I grew up in Aroostook County (Houlton) and only realized how beautiful it is after I moved away and now come back to visit. The St. John Valley, the view of Katahdin from Route 11, the view from the Ridge in Littleton, U.S. Route 1A from Mars Hill to Fort Fairfield, the view of Mars Hill mountain as you round the curve heading south from Presque Isle. So much beauty everywhere!
Goldsboro, North Carolina
Ellingwood’s Corner in Winterport. It has an old cemetery, where many of my ancestors, who settled there in the early nineteenth century from Salem and Beverly, Massachusetts, are buried. There are lots of carved white stones, green grass, and a view of the mountains in the distance.
Rochester, New York
Cruising Moosehead under Kineo in my boat, then climbing the mountain to the fire tower to look into Canada.
Costa Mesa, California
Hermit Island Campground, Small Point: Trees follow the rocky cliffs down to the beach and waves. You travel back into another time of raw beauty and nature up close. There are seven beautiful beaches with few people on them. One time, a niece and I watched two deer dash along a beach and up a dune ridge into beach roses — it was amazing! We picked raspberries near our campsite to put in our pancakes. Delicious!

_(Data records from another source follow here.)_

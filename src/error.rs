//! Error types used by the registry and its subscribers.
//!
//! This module defines two error enums:
//!
//! - [`HandlerError`] — returned (or synthesized from a panic) by a single subscriber.
//! - [`PublishError`] — raised for a whole publish pass.
//!
//! Both types provide helper methods (`as_label`, `as_message`) for logging/metrics.

use thiserror::Error;

use crate::core::{HandlerFailure, Topic};

/// # Errors produced by a subscriber while handling one payload.
///
/// A failing subscriber never aborts delivery to the others; its error is
/// collected into [`PublishReport::failures`](crate::PublishReport::failures).
#[non_exhaustive]
#[derive(Error, Debug, Clone, PartialEq, Eq)]
pub enum HandlerError {
    /// Subscriber rejected or failed to process the payload.
    #[error("handler failed: {error}")]
    Failed {
        /// The underlying error message.
        error: String,
    },

    /// Subscriber panicked; the panic was caught by the registry.
    #[error("handler panicked: {info}")]
    Panicked {
        /// Panic payload rendered as text.
        info: String,
    },
}

impl HandlerError {
    /// Shorthand for [`HandlerError::Failed`].
    ///
    /// # Example
    /// ```
    /// use notifyhub::HandlerError;
    ///
    /// let err = HandlerError::fail("display offline");
    /// assert_eq!(err.to_string(), "handler failed: display offline");
    /// ```
    pub fn fail(error: impl Into<String>) -> Self {
        HandlerError::Failed {
            error: error.into(),
        }
    }

    /// Returns a short stable label (snake_case) for use in logs/metrics.
    pub fn as_label(&self) -> &'static str {
        match self {
            HandlerError::Failed { .. } => "handler_failed",
            HandlerError::Panicked { .. } => "handler_panicked",
        }
    }

    /// Returns a human-readable message with details about the error.
    pub fn as_message(&self) -> String {
        match self {
            HandlerError::Failed { error } => format!("error: {error}"),
            HandlerError::Panicked { info } => format!("panic: {info}"),
        }
    }

    /// Returns `true` if the error was synthesized from a caught panic.
    pub fn is_panic(&self) -> bool {
        matches!(self, HandlerError::Panicked { .. })
    }
}

/// # Errors produced by a publish pass.
#[non_exhaustive]
#[derive(Error, Debug)]
pub enum PublishError {
    /// One or more handlers failed; the rest of the snapshot was still delivered.
    #[error("{} of {attempted} handlers failed on topic '{topic}'", .failures.len())]
    HandlersFailed {
        /// Topic the payload was published to.
        topic: Topic,
        /// Number of handlers invoked.
        attempted: usize,
        /// Per-handler failures, in delivery order.
        failures: Vec<HandlerFailure>,
    },

    /// A detached delivery task could not be joined.
    #[error("detached delivery did not complete: {reason}")]
    Join {
        /// Join error rendered as text.
        reason: String,
    },
}

impl PublishError {
    /// Returns a short stable label (snake_case) for use in logs/metrics.
    ///
    /// # Example
    /// ```
    /// use notifyhub::PublishError;
    ///
    /// let err = PublishError::Join { reason: "cancelled".into() };
    /// assert_eq!(err.as_label(), "publish_join_failed");
    /// ```
    pub fn as_label(&self) -> &'static str {
        match self {
            PublishError::HandlersFailed { .. } => "publish_handlers_failed",
            PublishError::Join { .. } => "publish_join_failed",
        }
    }

    /// Returns a human-readable message with details about the error.
    pub fn as_message(&self) -> String {
        match self {
            PublishError::HandlersFailed {
                topic,
                attempted,
                failures,
            } => {
                let names: Vec<&str> = failures.iter().map(|f| f.subscriber.as_ref()).collect();
                format!("topic={topic} attempted={attempted} failed={names:?}")
            }
            PublishError::Join { reason } => format!("join: {reason}"),
        }
    }
}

There is a spot in the Burnt Meadow Mountains, near Brownfield, that the fires of the 1940s did not reach. Looking down a dirt road toward the blue-green mountains is a tumbledown home, once occupied by folks my great grandparents knew. The spot invites thoughts about struggles faced by Maine’s early settlers, including those at the root of the family tree, the beauty of Maine’s fields and wildflowers, its mountains and its forests, all lovingly wrapped in the magnificent sound of silence, save for the wind coursing through the surrounding trees.
Cape Elizabeth, Maine
Sitting on the porch of the camp that belonged to my grandmother, watching the many moods of China Lake. Lying in the tiny bedroom of that camp in the bed that belonged to my mother when she was a child, listening to the loons calling and watching the moonlight on the lake.
My favorite place is Pine Point overlooking the Scarborough Marsh and Prouts Neck. You can see Mount Washington, the marsh, and the pine trees towering over Saco Bay. Where else can you see the sun set over the water on one side and the moon rising over the water on the other?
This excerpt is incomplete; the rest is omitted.